_WHAT YOU ARE ASKED TO DO:_
Scan the entries below for the word "replaced". Copy out every line in which it occurs.

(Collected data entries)
────────────────

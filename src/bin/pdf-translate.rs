//! CLI binary for pdf-translate.
//!
//! A thin shim over the library crate that maps CLI flags to
//! `TranslationConfig`, asks for missing paths and prints results.

use anyhow::{Context, Result};
use clap::Parser;
use indicatif::{ProgressBar, ProgressStyle};
use pdf_translate::{
    plan, translate_to_file, Backend, PageSeparator, ProgressCallback, TranslationConfig,
    TranslationOutput, TranslationPlan, TranslationProgressCallback,
};
use std::io::{self, BufRead, IsTerminal, Write};
use std::path::{Path, PathBuf};
use std::sync::atomic::{AtomicUsize, Ordering};
use std::sync::{Arc, Mutex};
use std::time::{Duration, Instant};
use tracing_subscriber::EnvFilter;

// ── ANSI colour helpers (no extra deps) ──────────────────────────────────────

fn green(s: &str) -> String {
    format!("\x1b[32m{s}\x1b[0m")
}
fn red(s: &str) -> String {
    format!("\x1b[31m{s}\x1b[0m")
}
fn dim(s: &str) -> String {
    format!("\x1b[2m{s}\x1b[0m")
}
fn bold(s: &str) -> String {
    format!("\x1b[1m{s}\x1b[0m")
}
fn cyan(s: &str) -> String {
    format!("\x1b[36m{s}\x1b[0m")
}

const SPINNER: &[&str] = &["⠋", "⠙", "⠹", "⠸", "⠼", "⠴", "⠦", "⠧", "⠇", "⠏", "⠿"];

// ── CLI progress callback using indicatif ────────────────────────────────────

/// Terminal progress callback: one bar over pages, the current chunk in the
/// message, and a log line per finished page.
struct CliProgressCallback {
    bar: ProgressBar,
    /// Start of the page in flight.
    page_started: Mutex<Option<Instant>>,
    errors: AtomicUsize,
}

impl CliProgressCallback {
    /// Spinner until `on_translation_start` reports the page count.
    fn new_dynamic() -> Arc<Self> {
        let bar = ProgressBar::new(0);
        let spinner_style = ProgressStyle::with_template("{spinner:.cyan} {prefix:.bold}  {msg}")
            .unwrap_or_else(|_| ProgressStyle::default_spinner())
            .tick_strings(SPINNER);

        bar.set_style(spinner_style);
        bar.set_prefix("Preparing");
        bar.set_message("Reading PDF…");
        bar.enable_steady_tick(Duration::from_millis(80));

        Arc::new(Self {
            bar,
            page_started: Mutex::new(None),
            errors: AtomicUsize::new(0),
        })
    }

    fn activate_bar(&self, total: usize) {
        let progress_style = ProgressStyle::with_template(
            "{spinner:.cyan} {prefix:.bold}  \
             [{bar:42.green/238}] {pos:>3}/{len} pages  \
             ⏱ {elapsed_precise}  {msg}",
        )
        .unwrap_or_else(|_| ProgressStyle::default_bar())
        .progress_chars("█▉▊▋▌▍▎▏  ")
        .tick_strings(SPINNER);

        self.bar.set_length(total as u64);
        self.bar.set_style(progress_style);
        self.bar.set_prefix("Translating");
        self.bar.reset_eta();
    }

    fn page_elapsed(&self) -> f64 {
        self.page_started
            .lock()
            .ok()
            .and_then(|mut s| s.take())
            .map(|t| t.elapsed().as_secs_f64())
            .unwrap_or(0.0)
    }
}

impl TranslationProgressCallback for CliProgressCallback {
    fn on_translation_start(&self, total_pages: usize) {
        self.activate_bar(total_pages);
        self.bar.println(format!(
            "{} {}",
            cyan("◆"),
            bold(&format!("Translating {total_pages} pages…"))
        ));
    }

    fn on_page_start(&self, index: usize, _total: usize, chunks: usize) {
        if let Ok(mut s) = self.page_started.lock() {
            *s = Some(Instant::now());
        }
        let msg = match chunks {
            0 => format!("page {} (empty)", index + 1),
            1 => format!("page {}", index + 1),
            n => format!("page {}, chunk 1/{}", index + 1, n),
        };
        self.bar.set_message(msg);
    }

    fn on_chunk_complete(&self, index: usize, chunk: usize, chunks: usize) {
        if chunk < chunks {
            self.bar
                .set_message(format!("page {}, chunk {}/{}", index + 1, chunk + 1, chunks));
        }
    }

    fn on_page_complete(&self, index: usize, total: usize, chars: usize) {
        let secs = self.page_elapsed();
        self.bar.println(format!(
            "  {} Page {:>3}/{:<3}  {:<8}  {}",
            green("✓"),
            index + 1,
            total,
            dim(&format!("{chars:>5} chars")),
            dim(&format!("{secs:.1}s")),
        ));
        self.bar.inc(1);
    }

    fn on_page_error(&self, index: usize, total: usize, error: &str) {
        let secs = self.page_elapsed();
        self.errors.fetch_add(1, Ordering::SeqCst);

        let msg = if error.chars().count() > 80 {
            let cut: String = error.chars().take(79).collect();
            format!("{cut}\u{2026}")
        } else {
            error.to_string()
        };

        self.bar.println(format!(
            "  {} Page {:>3}/{:<3}  {}  {}",
            red("✗"),
            index + 1,
            total,
            red(&msg),
            dim(&format!("{secs:.1}s")),
        ));
        self.bar.inc(1);
    }

    fn on_translation_complete(&self, total_pages: usize, success_count: usize) {
        let failed = self.errors.load(Ordering::SeqCst);
        self.bar.finish_and_clear();

        if failed == 0 {
            eprintln!(
                "{} {} pages translated",
                green("✔"),
                bold(&success_count.to_string())
            );
        } else {
            eprintln!(
                "{} {}/{} pages translated  ({} replaced by a placeholder)",
                if failed == total_pages {
                    red("✘")
                } else {
                    cyan("⚠")
                },
                bold(&success_count.to_string()),
                total_pages,
                red(&failed.to_string()),
            );
        }
    }
}

const AFTER_HELP: &str = r#"EXAMPLES:
  # Prompt for both paths
  pdf-translate

  # English to Brazilian Portuguese through the HTTP API (defaults)
  pdf-translate paper.pdf -o paper.pt.pdf

  # German, through an LLM provider
  pdf-translate --backend llm --provider openai --model gpt-4.1-mini \
      --target-lang de paper.pdf -o paper.de.pdf

  # Translate a PDF from a URL and keep a plain-text copy
  pdf-translate https://arxiv.org/pdf/1706.03762 -o attention.pt.pdf \
      --text-output attention.pt.txt --separator comment

  # How many requests would this take? (no API key needed)
  pdf-translate --dry-run book.pdf

  # JSON report of every page on stdout
  pdf-translate --json paper.pdf -o paper.pt.pdf > report.json

PACING:
  Each chunk is tried up to --max-attempts times, --retry-delay seconds
  apart. Chunks of the same page are sent --chunk-delay seconds apart.
  With the defaults a 5-chunk page takes at least 40 s.

ENVIRONMENT VARIABLES:
  LLM_API_URL             Endpoint of the HTTP translation API
  LLM_API_KEY             Bearer token for the HTTP translation API
  OPENAI_API_KEY          OpenAI API key (llm backend)
  ANTHROPIC_API_KEY       Anthropic API key (llm backend)
  GEMINI_API_KEY          Google Gemini API key (llm backend)
  EDGEQUAKE_LLM_PROVIDER  Override provider (openai, anthropic, gemini, ollama)
  EDGEQUAKE_MODEL         Override model ID
  PDFIUM_LIB_PATH         Path to libpdfium (file or directory)
  RUST_LOG                Log filter, e.g. pdf_translate=debug

  A .env file in the working directory is loaded at start-up.
"#;

/// Translate the text of PDF documents page by page.
#[derive(Parser, Debug)]
#[command(
    name = "pdf-translate",
    version,
    about = "Translate the text of PDF documents page by page",
    long_about = "Translate the text of a PDF (local file or URL) into another language and \
write it as a new PDF. Long pages are split at sentence boundaries; every request is retried \
with a fixed delay, and a page that cannot be translated is replaced by a placeholder.",
    color = clap::ColorChoice::Auto,
    after_long_help = AFTER_HELP
)]
struct Cli {
    /// Local PDF file path or HTTP/HTTPS URL. Prompted for when omitted.
    input: Option<String>,

    /// Where to write the translated PDF. Prompted for when omitted.
    #[arg(short, long, env = "PDF_TRANSLATE_OUTPUT")]
    output: Option<PathBuf>,

    /// Source language code.
    #[arg(short, long, env = "PDF_TRANSLATE_SOURCE_LANG", default_value = "en")]
    source_lang: String,

    /// Target language code.
    #[arg(short, long, env = "PDF_TRANSLATE_TARGET_LANG", default_value = "pt")]
    target_lang: String,

    /// Pages longer than this many characters are sent in chunks.
    #[arg(long, env = "PDF_TRANSLATE_CHUNK_THRESHOLD", default_value_t = 1000,
          value_parser = clap::value_parser!(u64).range(1..))]
    chunk_threshold: u64,

    /// Translation service.
    #[arg(long, env = "PDF_TRANSLATE_BACKEND", value_enum, default_value = "http")]
    backend: BackendArg,

    /// HTTP translation API endpoint.
    #[arg(long, env = "LLM_API_URL")]
    api_url: Option<String>,

    /// HTTP translation API key.
    #[arg(long, env = "LLM_API_KEY", hide_env_values = true)]
    api_key: Option<String>,

    /// LLM model ID for the llm backend (e.g. gpt-4.1-nano).
    #[arg(long, env = "EDGEQUAKE_MODEL")]
    model: Option<String>,

    /// LLM provider for the llm backend: openai, anthropic, gemini, ollama.
    #[arg(long, env = "EDGEQUAKE_LLM_PROVIDER")]
    provider: Option<String>,

    /// Path to a text file containing a custom system prompt (llm backend).
    #[arg(long, env = "PDF_TRANSLATE_SYSTEM_PROMPT")]
    system_prompt: Option<PathBuf>,

    /// LLM temperature (0.0–2.0).
    #[arg(long, env = "PDF_TRANSLATE_TEMPERATURE", default_value_t = 0.2)]
    temperature: f32,

    /// Max LLM output tokens per chunk.
    #[arg(long, env = "PDF_TRANSLATE_MAX_TOKENS", default_value_t = 4096)]
    max_tokens: usize,

    /// Calls per chunk before the page is given up.
    #[arg(long, env = "PDF_TRANSLATE_MAX_ATTEMPTS", default_value_t = 3,
          value_parser = clap::value_parser!(u32).range(1..))]
    max_attempts: u32,

    /// Seconds between two attempts for the same chunk.
    #[arg(long, env = "PDF_TRANSLATE_RETRY_DELAY", default_value_t = 5.0)]
    retry_delay: f64,

    /// Seconds between two chunks of the same page.
    #[arg(long, env = "PDF_TRANSLATE_CHUNK_DELAY", default_value_t = 10.0)]
    chunk_delay: f64,

    /// Per-request timeout in seconds (HTTP backend and URL downloads).
    #[arg(long, env = "PDF_TRANSLATE_TIMEOUT", default_value_t = 60)]
    timeout: u64,

    /// PDF user password for encrypted documents.
    #[arg(long, env = "PDF_TRANSLATE_PASSWORD")]
    password: Option<String>,

    /// Font size of the output PDF in points.
    #[arg(long, env = "PDF_TRANSLATE_FONT_SIZE", default_value_t = 12.0)]
    font_size: f32,

    /// Also write the translation as plain text to this file.
    #[arg(long, env = "PDF_TRANSLATE_TEXT_OUTPUT")]
    text_output: Option<PathBuf>,

    /// Page separator for --text-output: none, ff, hr, comment, or custom string.
    #[arg(long, env = "PDF_TRANSLATE_SEPARATOR", default_value = "none")]
    separator: String,

    /// Print a JSON report (TranslationOutput, or the plan with --dry-run) on stdout.
    #[arg(long, env = "PDF_TRANSLATE_JSON")]
    json: bool,

    /// Extract and count requests only; nothing is sent or written.
    #[arg(long)]
    dry_run: bool,

    /// Disable progress bar.
    #[arg(long, env = "PDF_TRANSLATE_NO_PROGRESS")]
    no_progress: bool,

    /// Enable DEBUG-level tracing logs.
    #[arg(short, long, env = "PDF_TRANSLATE_VERBOSE")]
    verbose: bool,

    /// Suppress all output except errors.
    #[arg(short, long, env = "PDF_TRANSLATE_QUIET")]
    quiet: bool,
}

────────────────

_REPLY TO THE EXERCISE:_
                "{} {}/{} pages translated  ({} replaced by a placeholder)",
with a fixed delay, and a page that cannot be translated is replaced by a placeholder.",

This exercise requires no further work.